I can reflect, for example, on the power that it took to portray Maria Sabina’s hand. Sabina was a Mexican healer/curandera from Oaxaca who healed many people, and continues to heal those who see her depicted in this mural.

“The Maestrapeace mural speaks to this moment, when women’s resistance is so essential to combating and defeating white nationalism, male supremacy, gender violence, the poisoning of our planet, and endless war,” reads a passage from this book. Every single woman/person who painted and is painted on these walls understands the importance of motivating movements of healing. Edythe Boone, for example, shares that the reason her son was the only male depicted in the mural, was because at the age in which he was painted, he represented the future generations that would work towards healing their communities.

As I flip through this book, I think about how miraculous it is to hold a living pictorial codex, dedicated to documenting the vision of seven artists who united and painted the vivid revolution sparked by other female artists.
Seeing the mural in person, of course, is very different than viewing images of it. But flipping through each page, becoming familiar with every color in every inch that I would otherwise not be able to see up close, I can attest more intimately to the revolutions that were once dreamt out loud on Earth by every woman represented.

This anthology presents itself as a their/his/herstorical documentation of social change, environmental preservation, and Third World women’s liberation, a collective vision “universally grounded in the infinite specificities of culture.” What unites the women depicted from Sri Lanka, Oaxaca, Canada, and other parts of the world, is the fact that they all speak the language of peace.

The documentation of art-making is an art in it of itself.

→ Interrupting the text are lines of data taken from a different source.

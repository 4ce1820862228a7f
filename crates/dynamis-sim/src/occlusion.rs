//! Occlusion accumulator: per-band dB-to-occlusion conversion and
//! order-invariant multi-hit composition (spec §4.E).

use dynamis_core::{BandArray, BAND_COUNT, ZERO_BANDS};

/// Converts a transmission loss in dB to an occlusion fraction in `[0,1]`:
/// `0 dB -> 0`, `<= -60 dB -> 1`, otherwise `1 - 10^(dB/20)` clamped.
pub fn db_to_occlusion(db: f64) -> f64 {
    if db >= 0.0 {
        return 0.0;
    }
    if db <= -60.0 {
        return 1.0;
    }
    (1.0 - 10f64.powf(db / 20.0)).clamp(0.0, 1.0)
}

/// Per-band version of [`db_to_occlusion`].
pub fn db_to_occlusion_bands(db: &BandArray) -> BandArray {
    let mut out = ZERO_BANDS;
    for i in 0..BAND_COUNT {
        out[i] = db_to_occlusion(db[i]);
    }
    out
}

/// Composes occlusion fractions from multiple hits along a path by
/// multiplying their *open-path* fractions: `final = 1 - prod(1 - o_i)`.
/// This is commutative and associative, so composition is order-invariant
/// for any ordering of the input hits (spec §8, invariant 4).
pub fn accumulate(occlusions: impl IntoIterator<Item = f64>) -> f64 {
    let open: f64 = occlusions
        .into_iter()
        .map(|o| 1.0 - o.clamp(0.0, 1.0))
        .product();
    (1.0 - open).clamp(0.0, 1.0)
}

/// Per-band version of [`accumulate`], accumulating a sequence of per-band
/// occlusion vectors into a single fused per-band result.
pub fn accumulate_bands<'a>(hits: impl IntoIterator<Item = &'a BandArray>) -> BandArray {
    let mut open = [1.0; BAND_COUNT];
    for bands in hits {
        for i in 0..BAND_COUNT {
            open[i] *= 1.0 - bands[i].clamp(0.0, 1.0);
        }
    }
    let mut out = ZERO_BANDS;
    for i in 0..BAND_COUNT {
        out[i] = (1.0 - open[i]).clamp(0.0, 1.0);
    }
    out
}

#[cfg(test)]
mod tests {
    use super::*;
    use approx::assert_relative_eq;

    #[test]
    fn zero_db_is_no_occlusion() {
        assert_relative_eq!(db_to_occlusion(0.0), 0.0);
    }

    #[test]
    fn minus_sixty_db_is_full_occlusion() {
        assert_relative_eq!(db_to_occlusion(-60.0), 1.0);
        assert_relative_eq!(db_to_occlusion(-120.0), 1.0);
    }

    /// Literal scenario from spec.md §8: uniform -20dB transmission loss
    /// converges to ~0.9 occlusion.
    #[test]
    fn minus_twenty_db_is_point_nine() {
        assert_relative_eq!(db_to_occlusion(-20.0), 0.9, epsilon = 1e-9);
    }

    #[test]
    fn accumulation_is_order_invariant() {
        let a = accumulate([0.5, 0.3, 0.8]);
        let b = accumulate([0.8, 0.5, 0.3]);
        let c = accumulate([0.3, 0.8, 0.5]);
        assert_relative_eq!(a, b, epsilon = 1e-12);
        assert_relative_eq!(b, c, epsilon = 1e-12);
    }

    #[test]
    fn accumulation_of_single_full_occlusion_is_full() {
        assert_relative_eq!(accumulate([1.0, 0.5]), 1.0, epsilon = 1e-12);
    }

    #[test]
    fn accumulate_bands_order_invariant() {
        let h1 = [0.5; BAND_COUNT];
        let h2 = [0.3; BAND_COUNT];
        let forward = accumulate_bands([&h1, &h2]);
        let backward = accumulate_bands([&h2, &h1]);
        assert_eq!(forward, backward);
    }
}
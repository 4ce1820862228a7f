//! Mix-snapshot blend layer (spec §4.J step 1, §8 scenario 6, §9): a
//! designer-authored set of target bus gains, activated with a blend
//! time, advanced one block at a time against whatever currently exposes
//! [`MixBusControl`] — this module never names a concrete bus type.

/// One activation request: target gain per bus name, plus how long the
/// blend should take. `blend_time_seconds == 0.0` snaps immediately.
#[derive(Debug, Clone)]
pub struct MixSnapshotRequest {
    pub targets: Vec<(String, f32)>,
    pub blend_time_seconds: f64,
}

struct BlendEntry {
    name: String,
    start_gain: f32,
    target_gain: f32,
}

/// Drives a linear blend from each target bus's current gain toward its
/// snapshot target over `blend_time_seconds`, one render block at a time.
#[derive(Default)]
pub struct MixSnapshotManager {
    active: Vec<BlendEntry>,
    blend_duration_s: f64,
    blend_elapsed_s: f64,
}

impl MixSnapshotManager {
    pub fn new() -> Self {
        Self::default()
    }

    pub fn is_blending(&self) -> bool {
        !self.active.is_empty()
    }

    /// Activates a new snapshot. `current_gain` resolves each target bus's
    /// starting gain (the mixer passes a closure that looks the bus up by
    /// name in its own graph); a bus absent from the graph is silently
    /// skipped, matching the "unknown -> default" scene-absence policy
    /// (spec §7).
    pub fn activate(&mut self, request: MixSnapshotRequest, mut current_gain: impl FnMut(&str) -> Option<f32>) {
        self.active = request
            .targets
            .into_iter()
            .filter_map(|(name, target_gain)| {
                let start_gain = current_gain(&name)?;
                Some(BlendEntry {
                    name,
                    start_gain,
                    target_gain,
                })
            })
            .collect();
        self.blend_duration_s = request.blend_time_seconds.max(0.0);
        self.blend_elapsed_s = 0.0;
    }

    /// Advances the active blend by one block's worth of wall-clock time,
    /// invoking `apply(name, gain)` for every bus still blending. Clears
    /// itself once every target has reached `t >= 1.0`.
    pub fn advance_block(&mut self, block_duration_s: f64, mut apply: impl FnMut(&str, f32)) {
        if self.active.is_empty() {
            return;
        }
        self.blend_elapsed_s += block_duration_s;
        let t = if self.blend_duration_s <= 0.0 {
            1.0
        } else {
            (self.blend_elapsed_s / self.blend_duration_s).clamp(0.0, 1.0)
        } as f32;
        for entry in &self.active {
            let gain = entry.start_gain + (entry.target_gain - entry.start_gain) * t;
            apply(&entry.name, gain);
        }
        if t >= 1.0 {
            self.active.clear();
        }
    }
}

#[cfg(test)]
mod tests {
    use super::*;
    use std::collections::HashMap;

    #[test]
    fn zero_blend_time_snaps_on_first_block() {
        let mut mgr = MixSnapshotManager::new();
        mgr.activate(
            MixSnapshotRequest {
                targets: vec![("Master".into(), 0.3)],
                blend_time_seconds: 0.0,
            },
            |_| Some(1.0),
        );
        let mut gains = HashMap::new();
        mgr.advance_block(256.0 / 48_000.0, |name, gain| {
            gains.insert(name.to_string(), gain);
        });
        assert!((gains["Master"] - 0.3).abs() < 1e-6);
        assert!(!mgr.is_blending());
    }

    #[test]
    fn nonzero_blend_time_interpolates_over_several_blocks() {
        let mut mgr = MixSnapshotManager::new();
        mgr.activate(
            MixSnapshotRequest {
                targets: vec![("Master".into(), 0.0)],
                blend_time_seconds: 1.0,
            },
            |_| Some(1.0),
        );
        let block_s = 256.0 / 48_000.0;
        let mut last_gain = 1.0;
        let mut saw_progress = false;
        for _ in 0..200 {
            mgr.advance_block(block_s, |_, gain| {
                saw_progress |= gain < last_gain;
                last_gain = gain;
            });
        }
        assert!(saw_progress);
        assert!((last_gain - 0.0).abs() < 1e-3);
        assert!(!mgr.is_blending());
    }

    #[test]
    fn unknown_bus_name_is_skipped_not_an_error() {
        let mut mgr = MixSnapshotManager::new();
        mgr.activate(
            MixSnapshotRequest {
                targets: vec![("Ghost".into(), 0.5)],
                blend_time_seconds: 0.0,
            },
            |_| None,
        );
        assert!(!mgr.is_blending());
    }
}
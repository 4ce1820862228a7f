//! RT60 estimator: Sabine below the Eyring threshold, Eyring above it
//! (spec §4.E).

use dynamis_core::{BandArray, BAND_COUNT, EYRING_THRESHOLD, MAX_RT60_SECONDS, MIN_RT60_SECONDS, SABINE_CONSTANT};

/// Estimates per-band RT60 for a room given its volume, surface area and
/// per-band absorption in sabins (`S*alpha`). Selects Eyring when the mean
/// absorption coefficient exceeds [`EYRING_THRESHOLD`], Sabine otherwise.
/// Every output band is clamped to `[MIN_RT60_SECONDS, MAX_RT60_SECONDS]`;
/// a zero-volume room floors to the minimum on every band, zero absorption
/// ceilings to the maximum.
pub fn estimate_rt60(volume: f64, surface_area: f64, sabins: &BandArray) -> BandArray {
    let volume = volume.max(0.0);
    let surface_area = surface_area.max(1.0);
    let mean_alpha = (sabins.iter().sum::<f64>() / BAND_COUNT as f64) / surface_area;

    let mut out = [0.0; BAND_COUNT];
    for i in 0..BAND_COUNT {
        let rt60 = if volume <= 0.0 {
            MIN_RT60_SECONDS
        } else if mean_alpha > EYRING_THRESHOLD {
            let alpha_band = (sabins[i] / surface_area).clamp(0.0, 0.999_999);
            let denom = -surface_area * (1.0 - alpha_band).ln();
            if denom <= 0.0 {
                MAX_RT60_SECONDS
            } else {
                SABINE_CONSTANT * volume / denom
            }
        } else if sabins[i] <= 0.0 {
            MAX_RT60_SECONDS
        } else {
            SABINE_CONSTANT * volume / sabins[i]
        };
        out[i] = rt60.clamp(MIN_RT60_SECONDS, MAX_RT60_SECONDS);
    }
    out
}

#[cfg(test)]
mod tests {
    use super::*;

    #[test]
    fn zero_volume_floors_to_minimum() {
        let out = estimate_rt60(0.0, 50.0, &[5.0; BAND_COUNT]);
        assert_eq!(out, [MIN_RT60_SECONDS; BAND_COUNT]);
    }

    #[test]
    fn zero_absorption_ceilings_to_maximum() {
        let out = estimate_rt60(200.0, 50.0, &[0.0; BAND_COUNT]);
        assert_eq!(out, [MAX_RT60_SECONDS; BAND_COUNT]);
    }

    #[test]
    fn output_always_within_bounds() {
        for volume in [1.0, 50.0, 5000.0] {
            for absorption in [0.01, 1.0, 10.0, 200.0] {
                let out = estimate_rt60(volume, 80.0, &[absorption; BAND_COUNT]);
                for rt60 in out {
                    assert!(rt60 >= MIN_RT60_SECONDS && rt60 <= MAX_RT60_SECONDS);
                }
            }
        }
    }

    #[test]
    fn eyring_selected_above_threshold() {
        // Mean alpha = sabins/surface must exceed 0.3 to select Eyring.
        let surface = 100.0;
        let high_absorption = surface * 0.5; // alpha = 0.5 per band
        let sabine_result = estimate_rt60(500.0, surface, &[surface * 0.1; BAND_COUNT]);
        let eyring_result = estimate_rt60(500.0, surface, &[high_absorption; BAND_COUNT]);
        // Both must be in-range; this is mostly a smoke test that the branch
        // doesn't panic / produce nonsense for the higher-absorption path.
        assert!(eyring_result[0] < sabine_result[0]);
    }
}
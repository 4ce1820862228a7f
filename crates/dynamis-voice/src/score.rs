//! Priority scoring and the stable total-order comparator that drives
//! virtual/physical promotion and demotion (spec §4.F).

use std::cmp::Ordering;

use dynamis_core::{
    EmitterImportance, SCORE_EPSILON, W_AUDIBILITY, W_DISTANCE, W_IMPORTANCE, W_OCCLUSION_PENALTY,
    W_VELOCITY,
};

/// Inputs to the per-interval priority score (spec §4.F).
#[derive(Debug, Clone, Copy)]
pub struct ScoreInputs {
    pub distance: f64,
    pub master_gain: f32,
    pub velocity_magnitude: f64,
    pub importance: EmitterImportance,
    pub mean_occlusion: f64,
}

/// `score = max(0, raw - mean_occlusion * W_OCCLUSION_PENALTY)` where `raw`
/// is the weighted sum of distance/importance/audibility/velocity factors.
pub fn priority_score(inputs: &ScoreInputs) -> f64 {
    let dist_factor = 1.0 / (1.0 + inputs.distance * inputs.distance * 0.01);
    let audibility = inputs.master_gain as f64;
    let vel_factor = (inputs.velocity_magnitude / 50.0).min(1.0);
    let importance_f = 1.0 - inputs.importance.ordinal() as f64 * 0.25;

    let raw = W_DISTANCE * dist_factor
        + W_IMPORTANCE * importance_f
        + W_AUDIBILITY * audibility
        + W_VELOCITY * vel_factor;

    (raw - inputs.mean_occlusion * W_OCCLUSION_PENALTY).max(0.0)
}

/// What the comparator orders on: a computed score plus the two tie-break
/// fields (spec §4.F comparator).
#[derive(Debug, Clone, Copy)]
pub struct PriorityCandidate {
    pub emitter_id: u64,
    pub importance: EmitterImportance,
    pub score: f64,
}

/// Stable, total order: higher score first (difference > `SCORE_EPSILON`),
/// then lower importance ordinal, then lower emitter id (oldest wins).
/// Mandatory for deterministic budget evaluation and replay (spec §4.F,
/// §8 invariant 2).
pub fn compare_candidates(a: &PriorityCandidate, b: &PriorityCandidate) -> Ordering {
    let diff = a.score - b.score;
    if diff.abs() > SCORE_EPSILON {
        return b
            .score
            .partial_cmp(&a.score)
            .unwrap_or(Ordering::Equal);
    }
    match a.importance.ordinal().cmp(&b.importance.ordinal()) {
        Ordering::Equal => a.emitter_id.cmp(&b.emitter_id),
        other => other,
    }
}

#[cfg(test)]
mod tests {
    use super::*;
    use approx::assert_relative_eq;

    fn candidate(id: u64, importance: EmitterImportance, score: f64) -> PriorityCandidate {
        PriorityCandidate {
            emitter_id: id,
            importance,
            score,
        }
    }

    #[test]
    fn higher_score_wins() {
        let a = candidate(1, EmitterImportance::Normal, 0.9);
        let b = candidate(2, EmitterImportance::Normal, 0.1);
        assert_eq!(compare_candidates(&a, &b), Ordering::Less);
    }

    #[test]
    fn tied_score_breaks_on_importance_then_id() {
        let a = candidate(5, EmitterImportance::High, 0.5);
        let b = candidate(1, EmitterImportance::Normal, 0.5);
        assert_eq!(compare_candidates(&a, &b), Ordering::Less);

        let c = candidate(10, EmitterImportance::Normal, 0.5);
        let d = candidate(2, EmitterImportance::Normal, 0.5);
        assert_eq!(compare_candidates(&c, &d), Ordering::Greater);
    }

    #[test]
    fn comparator_is_antisymmetric_and_transitive_on_a_sample_set() {
        let set = [
            candidate(1, EmitterImportance::Critical, 0.4),
            candidate(2, EmitterImportance::Low, 0.4),
            candidate(3, EmitterImportance::Normal, 0.9),
            candidate(4, EmitterImportance::Normal, 0.9),
        ];
        for a in &set {
            for b in &set {
                assert_eq!(
                    compare_candidates(a, b).reverse(),
                    compare_candidates(b, a)
                );
            }
        }
    }

    #[test]
    fn zero_distance_and_full_gain_gives_high_score() {
        let s = priority_score(&ScoreInputs {
            distance: 0.0,
            master_gain: 1.0,
            velocity_magnitude: 0.0,
            importance: EmitterImportance::Critical,
            mean_occlusion: 0.0,
        });
        assert_relative_eq!(s, 1.0, epsilon = 1e-9);
    }

    #[test]
    fn full_occlusion_can_zero_the_score() {
        let s = priority_score(&ScoreInputs {
            distance: 10_000.0,
            master_gain: 0.0,
            velocity_magnitude: 0.0,
            importance: EmitterImportance::Low,
            mean_occlusion: 1.0,
        });
        assert!(s >= 0.0);
    }
}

It details the stories behind the intention of using certain patterns and colors to remind us how much our struggles and victories are connected to each other—across borders, oceans and time. The stories that are told in this book are bewildering. It depicts the love that was mixed in with the paint.

Something that I would have liked to have read in this book however, is the story of each of the seven artists, how they felt before, during and after the process of painting. If there was any piece of the mural that they connected with the most. It would have also been interesting to learn how this mural impacted the lives and careers of each of these female artists.

Still, having a book filled with snapshots of this monumental beauty is medicinal to someone like me. My first exposure to the power of an impactful herstory was my abuelita’s face. She’d say, “Píntame la cara, mija.” Ready with an Alameda swap meet eyeshadow palette in one hand and a brush in the other, I’d paint between her coarse lines that were shaped by every time that peace was all a prayer could provide. A resilient conjurer that stands as tall as the women painted on the San Francisco Women’s Building, she preserved every cuento that explained the ancient wisdom on her face. She was my first maestra, a teacher that taught me how to trust my compass of peace.

Like the lines resting on my abuelita’s face, “Maestrapeace” shares stories that go beyond first glance. Soy Xicana, born in Lynwood, California. Raised in the heart of South Central Los Angeles where liquor store walls saturated with murals and graffiti were the backdrop for the funky, goofy, unbelievable-unless-you-were-there memories that expanded my mind to the possibilities of life, humor, and art.

Today, when I walk up, down and sideways on the streets of San Francisco, I see more art protecting me from the doubts in my mind. To me, art is an affirmation. Art is the loudest testimony to what happens in the twists and turns of any barrio.
I wish there was a book like this for every mural I’ve ever seen.